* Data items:
-*-*-

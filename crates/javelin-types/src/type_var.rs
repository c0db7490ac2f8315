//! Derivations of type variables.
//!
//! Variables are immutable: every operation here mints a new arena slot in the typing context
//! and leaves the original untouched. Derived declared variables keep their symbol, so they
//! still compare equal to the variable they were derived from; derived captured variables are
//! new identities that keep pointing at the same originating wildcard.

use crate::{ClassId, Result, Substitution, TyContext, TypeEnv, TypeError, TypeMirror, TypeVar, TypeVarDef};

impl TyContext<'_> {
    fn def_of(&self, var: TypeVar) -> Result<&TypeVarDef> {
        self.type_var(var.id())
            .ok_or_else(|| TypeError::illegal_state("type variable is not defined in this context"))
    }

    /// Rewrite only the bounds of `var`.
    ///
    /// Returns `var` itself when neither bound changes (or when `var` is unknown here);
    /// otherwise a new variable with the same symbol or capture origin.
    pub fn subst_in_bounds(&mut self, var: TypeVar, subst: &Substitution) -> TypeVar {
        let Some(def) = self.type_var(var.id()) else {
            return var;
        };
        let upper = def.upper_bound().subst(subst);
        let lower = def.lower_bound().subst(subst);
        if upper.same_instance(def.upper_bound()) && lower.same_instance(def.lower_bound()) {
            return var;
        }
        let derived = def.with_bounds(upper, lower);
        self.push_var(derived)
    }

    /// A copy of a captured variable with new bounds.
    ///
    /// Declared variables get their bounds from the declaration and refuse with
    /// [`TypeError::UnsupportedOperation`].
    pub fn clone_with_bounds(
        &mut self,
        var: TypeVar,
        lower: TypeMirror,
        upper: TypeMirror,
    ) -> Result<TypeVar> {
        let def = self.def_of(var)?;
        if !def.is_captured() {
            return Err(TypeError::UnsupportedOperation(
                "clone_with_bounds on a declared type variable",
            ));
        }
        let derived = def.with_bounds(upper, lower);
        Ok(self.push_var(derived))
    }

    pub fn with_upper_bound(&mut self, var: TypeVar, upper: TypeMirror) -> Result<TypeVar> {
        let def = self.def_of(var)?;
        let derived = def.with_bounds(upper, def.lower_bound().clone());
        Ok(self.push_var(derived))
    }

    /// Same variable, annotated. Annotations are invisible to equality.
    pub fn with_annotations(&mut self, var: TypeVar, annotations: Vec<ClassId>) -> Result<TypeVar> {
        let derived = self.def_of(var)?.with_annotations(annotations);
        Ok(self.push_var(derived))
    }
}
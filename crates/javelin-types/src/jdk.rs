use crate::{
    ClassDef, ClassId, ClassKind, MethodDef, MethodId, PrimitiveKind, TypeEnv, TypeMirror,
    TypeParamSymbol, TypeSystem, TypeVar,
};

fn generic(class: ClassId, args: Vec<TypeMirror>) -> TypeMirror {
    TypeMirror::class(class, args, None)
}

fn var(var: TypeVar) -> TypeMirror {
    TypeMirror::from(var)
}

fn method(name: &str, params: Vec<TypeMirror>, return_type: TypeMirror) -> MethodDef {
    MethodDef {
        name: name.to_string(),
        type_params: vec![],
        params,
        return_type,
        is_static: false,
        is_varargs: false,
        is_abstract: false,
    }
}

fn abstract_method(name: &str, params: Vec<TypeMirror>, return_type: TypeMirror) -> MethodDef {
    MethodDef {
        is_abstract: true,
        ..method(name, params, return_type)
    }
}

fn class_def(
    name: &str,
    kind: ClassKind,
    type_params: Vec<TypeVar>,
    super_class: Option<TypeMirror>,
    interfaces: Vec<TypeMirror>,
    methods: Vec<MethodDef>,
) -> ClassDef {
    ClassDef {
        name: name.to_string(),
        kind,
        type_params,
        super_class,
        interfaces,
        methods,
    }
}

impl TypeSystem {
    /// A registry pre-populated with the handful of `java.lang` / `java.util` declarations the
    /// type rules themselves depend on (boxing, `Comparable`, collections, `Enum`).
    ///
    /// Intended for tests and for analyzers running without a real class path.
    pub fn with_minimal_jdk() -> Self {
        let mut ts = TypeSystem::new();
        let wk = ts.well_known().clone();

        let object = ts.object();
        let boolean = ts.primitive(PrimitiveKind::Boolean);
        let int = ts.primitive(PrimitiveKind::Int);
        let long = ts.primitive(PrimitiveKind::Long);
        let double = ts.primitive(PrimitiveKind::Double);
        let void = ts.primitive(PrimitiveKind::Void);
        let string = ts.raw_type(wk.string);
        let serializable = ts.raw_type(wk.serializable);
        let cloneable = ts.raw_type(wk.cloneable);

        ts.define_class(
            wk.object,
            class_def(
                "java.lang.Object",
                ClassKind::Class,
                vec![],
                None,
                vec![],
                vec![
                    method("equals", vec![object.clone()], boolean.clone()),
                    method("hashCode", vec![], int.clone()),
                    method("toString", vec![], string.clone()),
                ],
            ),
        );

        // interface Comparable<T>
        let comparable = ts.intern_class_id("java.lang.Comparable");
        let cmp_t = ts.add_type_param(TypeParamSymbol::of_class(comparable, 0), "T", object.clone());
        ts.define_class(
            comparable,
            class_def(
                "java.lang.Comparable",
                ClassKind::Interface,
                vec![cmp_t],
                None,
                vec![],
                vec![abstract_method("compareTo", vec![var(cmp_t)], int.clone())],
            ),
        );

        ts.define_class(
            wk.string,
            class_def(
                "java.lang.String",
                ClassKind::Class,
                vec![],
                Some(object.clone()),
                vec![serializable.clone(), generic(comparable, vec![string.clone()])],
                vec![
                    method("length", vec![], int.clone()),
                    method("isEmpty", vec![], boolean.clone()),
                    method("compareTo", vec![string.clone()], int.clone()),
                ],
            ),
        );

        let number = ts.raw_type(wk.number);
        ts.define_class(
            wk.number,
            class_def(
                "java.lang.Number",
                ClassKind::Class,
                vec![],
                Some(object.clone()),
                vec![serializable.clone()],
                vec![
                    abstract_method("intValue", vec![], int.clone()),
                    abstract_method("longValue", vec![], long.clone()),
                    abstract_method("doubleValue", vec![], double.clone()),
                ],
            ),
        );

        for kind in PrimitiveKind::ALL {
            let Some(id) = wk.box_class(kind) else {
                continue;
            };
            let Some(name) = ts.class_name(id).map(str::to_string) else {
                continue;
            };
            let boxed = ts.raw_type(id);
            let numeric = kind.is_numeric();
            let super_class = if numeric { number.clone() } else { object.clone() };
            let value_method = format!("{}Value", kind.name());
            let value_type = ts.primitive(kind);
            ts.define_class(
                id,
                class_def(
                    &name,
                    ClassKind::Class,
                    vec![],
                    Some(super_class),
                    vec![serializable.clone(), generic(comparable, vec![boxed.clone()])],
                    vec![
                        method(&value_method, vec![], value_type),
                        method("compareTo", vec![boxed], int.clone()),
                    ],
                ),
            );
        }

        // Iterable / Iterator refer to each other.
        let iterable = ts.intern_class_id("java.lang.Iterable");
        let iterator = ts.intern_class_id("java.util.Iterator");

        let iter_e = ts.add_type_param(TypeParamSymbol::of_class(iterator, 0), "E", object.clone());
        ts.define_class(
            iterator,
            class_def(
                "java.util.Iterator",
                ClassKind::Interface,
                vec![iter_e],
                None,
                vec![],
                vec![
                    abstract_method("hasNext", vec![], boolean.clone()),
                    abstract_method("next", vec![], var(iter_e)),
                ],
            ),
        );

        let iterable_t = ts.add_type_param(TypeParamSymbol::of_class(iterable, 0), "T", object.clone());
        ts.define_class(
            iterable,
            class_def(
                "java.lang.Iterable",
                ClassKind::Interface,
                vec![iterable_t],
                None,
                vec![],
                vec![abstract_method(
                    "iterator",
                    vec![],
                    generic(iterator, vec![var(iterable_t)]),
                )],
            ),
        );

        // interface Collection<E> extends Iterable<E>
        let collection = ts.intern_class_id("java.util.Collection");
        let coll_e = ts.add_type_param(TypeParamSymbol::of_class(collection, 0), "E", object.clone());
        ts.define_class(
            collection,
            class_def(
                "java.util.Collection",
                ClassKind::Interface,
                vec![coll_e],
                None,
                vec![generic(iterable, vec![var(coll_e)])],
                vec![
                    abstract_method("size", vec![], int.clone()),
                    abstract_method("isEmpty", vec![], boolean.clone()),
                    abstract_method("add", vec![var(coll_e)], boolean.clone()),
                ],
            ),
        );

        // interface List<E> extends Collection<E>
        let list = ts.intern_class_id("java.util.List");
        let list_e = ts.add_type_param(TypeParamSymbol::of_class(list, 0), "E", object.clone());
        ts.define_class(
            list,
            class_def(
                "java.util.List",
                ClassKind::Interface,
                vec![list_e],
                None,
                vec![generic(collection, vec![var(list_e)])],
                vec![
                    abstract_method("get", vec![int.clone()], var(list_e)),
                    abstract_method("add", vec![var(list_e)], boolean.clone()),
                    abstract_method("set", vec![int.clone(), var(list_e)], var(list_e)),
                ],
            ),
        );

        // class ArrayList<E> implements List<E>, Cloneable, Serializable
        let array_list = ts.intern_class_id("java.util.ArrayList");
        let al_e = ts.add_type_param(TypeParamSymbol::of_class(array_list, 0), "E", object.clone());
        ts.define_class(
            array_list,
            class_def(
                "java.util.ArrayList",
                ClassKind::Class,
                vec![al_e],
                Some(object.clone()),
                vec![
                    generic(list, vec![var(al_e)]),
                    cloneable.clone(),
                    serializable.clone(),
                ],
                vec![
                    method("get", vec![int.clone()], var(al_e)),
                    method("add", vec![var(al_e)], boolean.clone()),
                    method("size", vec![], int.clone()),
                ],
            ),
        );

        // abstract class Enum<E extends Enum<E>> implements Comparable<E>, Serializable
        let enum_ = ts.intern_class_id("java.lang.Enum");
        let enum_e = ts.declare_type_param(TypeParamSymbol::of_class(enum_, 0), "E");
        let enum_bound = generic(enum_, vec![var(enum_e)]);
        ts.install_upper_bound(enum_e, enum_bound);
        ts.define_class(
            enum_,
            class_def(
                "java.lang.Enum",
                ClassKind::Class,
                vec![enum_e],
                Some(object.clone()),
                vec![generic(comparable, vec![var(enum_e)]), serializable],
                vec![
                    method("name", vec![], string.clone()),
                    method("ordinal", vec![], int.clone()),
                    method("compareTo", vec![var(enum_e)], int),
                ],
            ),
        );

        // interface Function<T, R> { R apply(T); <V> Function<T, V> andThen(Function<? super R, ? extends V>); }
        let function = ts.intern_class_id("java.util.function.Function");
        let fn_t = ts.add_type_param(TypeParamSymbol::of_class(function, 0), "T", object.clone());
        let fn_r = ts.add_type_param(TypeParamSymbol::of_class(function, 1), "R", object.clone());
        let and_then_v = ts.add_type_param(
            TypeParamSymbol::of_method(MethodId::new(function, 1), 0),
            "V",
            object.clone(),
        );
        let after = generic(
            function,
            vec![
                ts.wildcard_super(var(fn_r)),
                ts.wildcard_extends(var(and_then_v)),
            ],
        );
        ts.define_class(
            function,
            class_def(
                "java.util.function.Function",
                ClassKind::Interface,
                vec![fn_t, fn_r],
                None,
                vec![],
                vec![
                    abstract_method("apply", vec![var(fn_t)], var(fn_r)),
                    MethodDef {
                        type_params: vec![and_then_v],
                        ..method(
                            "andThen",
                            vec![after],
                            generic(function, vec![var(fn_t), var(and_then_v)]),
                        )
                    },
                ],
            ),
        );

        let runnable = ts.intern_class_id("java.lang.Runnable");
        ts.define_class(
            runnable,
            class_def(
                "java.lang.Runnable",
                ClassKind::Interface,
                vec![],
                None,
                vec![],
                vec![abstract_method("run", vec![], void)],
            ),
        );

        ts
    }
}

-*-*-

* WHAT YOU SHOULD DO:
Extract each line from the entries above that contains the string "ArrayList".

* COMPLETED EXERCISE:
        // class ArrayList<E> implements List<E>, Cloneable, Serializable
        let array_list = ts.intern_class_id("java.util.ArrayList");
                "java.util.ArrayList",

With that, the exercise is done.